- _Your objective_:
Report the lines of the data below that contain the string "geometry".

########################################

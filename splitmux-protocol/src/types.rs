//! Shared value types carried on the wire

use serde::{Deserialize, Serialize};

/// Split direction for layouts
#[derive(Debug, Clone, Copy, PartialEq, Eq, Serialize, Deserialize)]
#[serde(rename_all = "lowercase")]
pub enum SplitDirection {
    Horizontal,
    Vertical,
}

/// Connection status of a terminal session
///
/// Lifecycle: `Disconnected -> Connecting -> Connected -> {Disconnected | Error}`,
/// with `Error` reachable from any state.
#[derive(Debug, Clone, Copy, PartialEq, Eq, Serialize, Deserialize, Default)]
#[serde(rename_all = "lowercase")]
pub enum SessionStatus {
    #[default]
    Disconnected,
    Connecting,
    Connected,
    Error,
}

/// A validated spawn request: shell, working directory, terminal geometry
#[derive(Debug, Clone, PartialEq, Eq, Serialize, Deserialize)]
pub struct SpawnOptions {
    /// Shell executable (full path or bare name, checked against the whitelist)
    pub shell: String,
    /// Working directory (must exist and resolve inside the boundary)
    pub cwd: String,
    /// Terminal width in columns
    pub cols: u16,
    /// Terminal height in rows
    pub rows: u16,
    /// Extra shell arguments
    #[serde(default, skip_serializing_if = "Vec::is_empty")]
    pub args: Vec<String>,
}

impl SpawnOptions {
    /// Create spawn options with default 80x24 geometry
    pub fn new(shell: impl Into<String>, cwd: impl Into<String>) -> Self {
        Self {
            shell: shell.into(),
            cwd: cwd.into(),
            cols: 80,
            rows: 24,
            args: Vec::new(),
        }
    }

    /// Set the terminal geometry
    pub fn with_size(mut self, cols: u16, rows: u16) -> Self {
        self.cols = cols;
        self.rows = rows;
        self
    }

    /// Append a shell argument
    pub fn with_arg(mut self, arg: impl Into<String>) -> Self {
        self.args.push(arg.into());
        self
    }
}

########################################

- _Solved problem_:
/// A validated spawn request: shell, working directory, terminal geometry
    /// Create spawn options with default 80x24 geometry
    /// Set the terminal geometry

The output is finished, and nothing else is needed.